Child support is a percentage of the net
income of the non-custodial parent’s income. The percentage
varies depending on the number of children for whom the child
support is ordered and the number of other children that parent
is supporting, such as children from a previous marriage.
Net income includes the following:
- 100% of all wage and salary income and
other compensation for personal services (including
commissions, overtime pay, tips, and bonuses);
- interest, dividends, and royalty
income;
- self-employment income;
- net rental income (defined as rent
after deducting operating expenses and mortgage payments,
but NOT including non-cash items such as depreciation); and
- all other income actually being
received, including severance pay, retirement benefits,
pensions, trust income, annuities, capital gains, social
security benefits, unemployment benefits, disability and
workers’ compensation benefits, interest income from notes
regardless of the source, gifts and prizes, spousal
maintenance, and alimony.
Net income does NOT include:
- return of principal or capital;
- accounts receivable;
- benefits paid in accordance with
aid for families with dependent children (welfare
payments); or
- income from a new spouse
The following items are deducted from your
resources prior to calculating child support:
- social security taxes;
- federal income tax based on the tax
rate for a single person claiming one personal exemption and
the standard deduction;
- state income tax;
- union dues; and
- expenses for health insurance coverage
for the child for whom child support is paid.

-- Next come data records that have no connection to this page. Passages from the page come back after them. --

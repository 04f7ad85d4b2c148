//! The cascade state machine.

use im::Vector;

use crate::board::Board;
use crate::core::{BoardEvent, EngineError, LevelConfig, TileSource};
use crate::matcher::{find_groups, MatchGroup};
use crate::obstacles::{damage_at, splash_targets};
use crate::scoring::{score_for_match_size, ScoreState};
use crate::solver::{has_possible_move, shuffle_until_solvable};

use super::{CascadePhase, CascadeReport, CascadeStep, ResolveContext, SettleReport};

/// Everything a cascade mutates, borrowed from its owner for one step.
pub struct Playfield<'a, R> {
    pub board: &'a mut Board,
    pub config: &'a LevelConfig,
    pub score: &'a mut ScoreState,
    pub refill: &'a mut R,
    pub shuffle: &'a mut R,
    pub events: &'a mut Vector<BoardEvent>,
    /// Obstacles on the board when the level began.
    pub obstacles_at_start: usize,
}

/// A resumable cascade.
#[derive(Clone, Debug, Default)]
pub struct Cascade {
    phase: CascadePhase,
    pending: Vec<MatchGroup>,
    report: CascadeReport,
}

impl Cascade {
    #[must_use]
    pub fn new() -> Self {
        Self::default()
    }

    /// Begin a fresh cascade at the gravity phase.
    pub fn start(&mut self) {
        self.phase = CascadePhase::Gravity;
        self.pending.clear();
        self.report = CascadeReport::default();
    }

    #[must_use]
    pub fn phase(&self) -> CascadePhase {
        self.phase
    }

    #[must_use]
    pub fn is_busy(&self) -> bool {
        self.phase != CascadePhase::Idle
    }

    /// Totals so far. Complete once a step returns `Settled`.
    #[must_use]
    pub fn report(&self) -> &CascadeReport {
        &self.report
    }

    /// Advance one transition.
    ///
    /// Fails with `CascadeOverflow` once the cascade has taken
    /// `max_cascade_steps` steps without settling. Any error abandons the
    /// cascade and leaves it idle.
    pub fn step<R: TileSource>(
        &mut self,
        field: &mut Playfield<'_, R>,
        ctx: &mut ResolveContext<'_>,
    ) -> Result<CascadeStep, EngineError> {
        if !self.is_busy() {
            return Ok(CascadeStep::Idle);
        }
        let limit = field.config.max_cascade_steps;
        if self.report.steps >= limit {
            self.phase = CascadePhase::Idle;
            return Err(EngineError::CascadeOverflow { steps: limit });
        }
        self.report.steps += 1;

        let result = self.advance(field, ctx);
        if result.is_err() {
            self.phase = CascadePhase::Idle;
        }
        result
    }

    /// Step until settled and return the totals.
    pub fn run<R: TileSource>(
        &mut self,
        field: &mut Playfield<'_, R>,
        ctx: &mut ResolveContext<'_>,
    ) -> Result<CascadeReport, EngineError> {
        while self.is_busy() {
            self.step(field, ctx)?;
        }
        Ok(self.report.clone())
    }

    fn advance<R: TileSource>(
        &mut self,
        field: &mut Playfield<'_, R>,
        ctx: &mut ResolveContext<'_>,
    ) -> Result<CascadeStep, EngineError> {
        loop {
            match self.phase {
                CascadePhase::Idle => return Ok(CascadeStep::Idle),

                CascadePhase::Gravity => {
                    let fall = field.board.collapse_step(&field.config.available_types, field.refill)?;
                    if fall.is_empty() {
                        self.phase = CascadePhase::Rescan;
                        continue;
                    }
                    if !fall.moves.is_empty() {
                        field.events.push_back(BoardEvent::PiecesFell { moves: fall.moves.clone() });
                    }
                    if !fall.spawned.is_empty() {
                        field.events.push_back(BoardEvent::PiecesSpawned { cells: fall.spawned.clone() });
                    }
                    return Ok(CascadeStep::Fell(fall));
                }

                CascadePhase::Rescan => {
                    let groups = find_groups(field.board);
                    if groups.is_empty() {
                        self.phase = CascadePhase::Settled;
                        continue;
                    }
                    for group in &groups {
                        field.events.push_back(BoardEvent::MatchFound {
                            tile: group.tile,
                            cells: group.cells.iter().copied().collect(),
                            score: score_for_match_size(&field.config.score_table, group.len()),
                        });
                    }
                    self.pending = groups.clone();
                    self.phase = CascadePhase::Clearing;
                    return Ok(CascadeStep::Matched(groups));
                }

                CascadePhase::Clearing => return self.clear(field, ctx),

                CascadePhase::Settled => return self.settle(field, ctx).map(CascadeStep::Settled),
            }
        }
    }

    fn clear<R: TileSource>(
        &mut self,
        field: &mut Playfield<'_, R>,
        ctx: &mut ResolveContext<'_>,
    ) -> Result<CascadeStep, EngineError> {
        let groups = std::mem::take(&mut self.pending);
        let mut cleared = Vec::new();
        let mut hits = Vec::new();
        let mut score = 0u32;

        for group in &groups {
            let points = score_for_match_size(&field.config.score_table, group.len());
            field.score.award(points);
            score = score.saturating_add(points);

            for target in splash_targets(field.board, &group.cells) {
                if let Some(hit) = damage_at(field.board, target, 1)? {
                    field.events.push_back(BoardEvent::ObstacleDamaged {
                        cell: hit.cell,
                        kind: hit.kind,
                        remaining: hit.remaining,
                        destroyed: hit.destroyed,
                    });
                    hits.push(hit);
                }
            }
        }

        for group in &groups {
            for &cell in &group.cells {
                if let Some(tile) = field.board.remove(cell)?.as_ref().and_then(|piece| piece.tile()) {
                    cleared.push((cell, tile));
                }
            }
        }
        cleared.sort_by_key(|&(cell, _)| cell);
        ctx.credit(&cleared);
        field.events.push_back(BoardEvent::PiecesCleared { cells: cleared.clone() });

        self.report.score_delta = self.report.score_delta.saturating_add(score);
        self.report.rounds += 1;
        self.report.pieces_cleared += cleared.len();
        self.report.groups.extend(groups);
        self.report.obstacle_hits.extend(hits.iter().copied());
        self.phase = CascadePhase::Gravity;

        Ok(CascadeStep::Cleared { cleared, hits, score })
    }

    fn settle<R: TileSource>(
        &mut self,
        field: &mut Playfield<'_, R>,
        ctx: &mut ResolveContext<'_>,
    ) -> Result<SettleReport, EngineError> {
        let remaining = field.board.obstacle_count();
        let obstacles_cleared = field.obstacles_at_start > 0 && remaining == 0;

        let mut reshuffled = 0;
        if !obstacles_cleared && !has_possible_move(field.board) {
            reshuffled = shuffle_until_solvable(field.board, field.shuffle, field.config.max_shuffle_attempts)?;
            field.events.push_back(BoardEvent::Shuffled { attempts: reshuffled });
        }

        let report = SettleReport {
            score: field.score.current(),
            obstacles_remaining: remaining,
            obstacles_cleared,
            reshuffled,
        };
        field.events.push_back(BoardEvent::Settled { score: report.score, obstacles_remaining: remaining });
        ctx.settled(&report);

        self.report.reshuffled = reshuffled;
        self.report.settled = Some(report.clone());
        self.phase = CascadePhase::Idle;
        Ok(report)
    }
}
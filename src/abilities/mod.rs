//! Player abilities.
//!
//! An ability is picked as an `AbilityKind`, bound to a clicked cell as an
//! `AbilityEffect`, then applied:
//! - `RowClear` / `ColumnClear`: the whole line, 1 damage to obstacles
//! - `AreaBomb`: the 3×3 block around the target, 2 damage to obstacles
//! - `ClearAllOfType`: every normal piece of the target's type; obstacles untouched
//!
//! Cost checks belong to the caller (`AbilityDef::is_affordable`). The
//! engine assumes an ability it is asked to apply has been paid for.

mod apply;
mod effect;

pub use apply::{apply_effect, AbilityOutcome};
pub use effect::{AbilityDef, AbilityEffect, AbilityKind};
pub use crate::ledger::ResourceCost;
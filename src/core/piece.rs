//! Pieces: collectible tiles and immovable obstacles.
//!
//! A piece is a tagged variant rather than a class hierarchy. Normal tiles
//! match and fall; obstacles do neither and are only removed once their
//! accumulated damage reaches their durability.

use serde::{Deserialize, Serialize};

use super::Cell;

/// Collectible tile kinds.
#[derive(Clone, Copy, Debug, PartialEq, Eq, Hash, PartialOrd, Ord, Serialize, Deserialize)]
pub enum TileType {
    Water,
    Sun,
    Earth,
    Grass,
}

impl TileType {
    /// Every tile type, in ledger order.
    pub const ALL: [TileType; 4] = [TileType::Water, TileType::Sun, TileType::Earth, TileType::Grass];

    /// Stable index, used for per-type counters.
    #[must_use]
    pub const fn index(self) -> usize {
        self as usize
    }

    /// One-letter code used by board fixtures.
    #[must_use]
    pub const fn symbol(self) -> char {
        match self {
            TileType::Water => 'W',
            TileType::Sun => 'S',
            TileType::Earth => 'E',
            TileType::Grass => 'G',
        }
    }

    #[must_use]
    pub fn from_symbol(c: char) -> Option<Self> {
        Self::ALL.into_iter().find(|t| t.symbol() == c)
    }
}

/// Obstacle kinds.
#[derive(Clone, Copy, Debug, PartialEq, Eq, Hash, Serialize, Deserialize)]
pub enum ObstacleKind {
    /// Weeds overgrowing a cell. Four hits by default.
    Overgrowth,
    /// A frozen cell. Six hits by default.
    Ice,
}

impl ObstacleKind {
    #[must_use]
    pub const fn default_hits(self) -> u32 {
        match self {
            ObstacleKind::Overgrowth => 4,
            ObstacleKind::Ice => 6,
        }
    }

    #[must_use]
    pub const fn symbol(self) -> char {
        match self {
            ObstacleKind::Overgrowth => 'O',
            ObstacleKind::Ice => 'I',
        }
    }

    #[must_use]
    pub fn from_symbol(c: char) -> Option<Self> {
        match c {
            'O' => Some(ObstacleKind::Overgrowth),
            'I' => Some(ObstacleKind::Ice),
            _ => None,
        }
    }
}

/// Damage bookkeeping for an obstacle.
#[derive(Clone, Copy, Debug, PartialEq, Eq, Serialize, Deserialize)]
pub struct Durability {
    hits_to_clear: u32,
    hits_so_far: u32,
}

impl Durability {
    /// Fresh obstacle needing `hits_to_clear` hits.
    #[must_use]
    pub const fn new(hits_to_clear: u32) -> Self {
        Self { hits_to_clear, hits_so_far: 0 }
    }

    /// Obstacle that has already taken some damage.
    #[must_use]
    pub const fn with_hits(hits_to_clear: u32, hits_so_far: u32) -> Self {
        Self { hits_to_clear, hits_so_far }
    }

    /// Add damage. Returns `true` once the obstacle is destroyed.
    pub fn damage(&mut self, amount: u32) -> bool {
        self.hits_so_far = self.hits_so_far.saturating_add(amount);
        self.is_destroyed()
    }

    #[must_use]
    pub const fn is_destroyed(&self) -> bool {
        self.hits_so_far >= self.hits_to_clear
    }

    #[must_use]
    pub const fn hits_to_clear(&self) -> u32 {
        self.hits_to_clear
    }

    #[must_use]
    pub const fn hits_so_far(&self) -> u32 {
        self.hits_so_far
    }

    #[must_use]
    pub const fn remaining(&self) -> u32 {
        self.hits_to_clear.saturating_sub(self.hits_so_far)
    }

    /// Remaining durability in `[0, 1]`, for rendering damage stages.
    #[must_use]
    pub fn fraction(&self) -> f32 {
        if self.hits_to_clear == 0 {
            return 0.0;
        }
        self.remaining() as f32 / self.hits_to_clear as f32
    }
}

/// What occupies a cell.
#[derive(Clone, Copy, Debug, PartialEq, Serialize, Deserialize)]
pub enum PieceKind {
    Normal(TileType),
    Obstacle { kind: ObstacleKind, durability: Durability },
}

impl PieceKind {
    /// Undamaged obstacle of the given kind and durability.
    #[must_use]
    pub const fn obstacle(kind: ObstacleKind, hits_to_clear: u32) -> Self {
        PieceKind::Obstacle { kind, durability: Durability::new(hits_to_clear) }
    }

    #[must_use]
    pub const fn is_obstacle(&self) -> bool {
        matches!(self, PieceKind::Obstacle { .. })
    }
}

/// Stable identity of a piece across moves.
#[derive(Clone, Copy, Debug, PartialEq, Eq, Hash, PartialOrd, Ord, Serialize, Deserialize)]
pub struct PieceId(pub u32);

impl std::fmt::Display for PieceId {
    fn fmt(&self, f: &mut std::fmt::Formatter<'_>) -> std::fmt::Result {
        write!(f, "Piece({})", self.0)
    }
}

/// A piece on the board.
///
/// `cell` mirrors the slot the board stores the piece in. Only the board
/// mutates it, and only together with the slot.
#[derive(Clone, Copy, Debug, PartialEq, Serialize, Deserialize)]
pub struct Piece {
    pub(crate) id: PieceId,
    pub(crate) cell: Cell,
    pub(crate) kind: PieceKind,
}

impl Piece {
    #[must_use]
    pub fn id(&self) -> PieceId {
        self.id
    }

    #[must_use]
    pub fn cell(&self) -> Cell {
        self.cell
    }

    #[must_use]
    pub fn kind(&self) -> PieceKind {
        self.kind
    }

    /// Tile type for normal pieces, `None` for obstacles.
    #[must_use]
    pub fn tile(&self) -> Option<TileType> {
        match self.kind {
            PieceKind::Normal(tile) => Some(tile),
            PieceKind::Obstacle { .. } => None,
        }
    }

    #[must_use]
    pub fn is_obstacle(&self) -> bool {
        self.kind.is_obstacle()
    }

    /// Obstacles are embedded in their cell; everything else can move.
    #[must_use]
    pub fn is_movable(&self) -> bool {
        !self.kind.is_obstacle()
    }
}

What constitutes income and what deductions
are allowed for self-employed persons can get quite complicated.
Consult an attorney to discuss specific circumstances in
calculating child support.
If your income varies over time, the courts may take your
average income over a period such as your average income over
six months to one year.
How does the court decide the child support amount?
Texas has established a formula to
calculate what amount a non-custodial parent should pay for
child support. If a non-custodial parent’s net monthly income is
less than $6,000, Texas law has established the following
guidelines for child support payments. The amount withheld is
based on the net income each month.
• 20 % for one child
• 25 % for two children
• 30 % for three children
• 35 % for four children
• 40 % for five children
• Not less than 40 % for six children
Special rules apply in cases of split or
joint placement or multiple children in different households. If
a court believes the NCP is not earning within expectations, the
child support amount may be based on earning potential. This is
the income that you could potentially earn.
In the event there are other children, you
are obligated to support either by other court orders or because
they live in your home, you can receive a small deduction in the
percentages above. For instance, if you support one additional
child under another court order, child support will be 17.5% of
the net resources rather than 20%.
If disabled and receiving social security disability payments,
contact the Social Security Administration regarding any
benefits the child may be entitled to receive as a result of
this disability. When setting or modifying support, the court
will subtract the benefits made to or for the child because of
the disability from the amount ordinarily owed for child
support. There may be no additional child support beyond what
the child receives from Social Security.
What if I lose my job or I am unable to pay child support?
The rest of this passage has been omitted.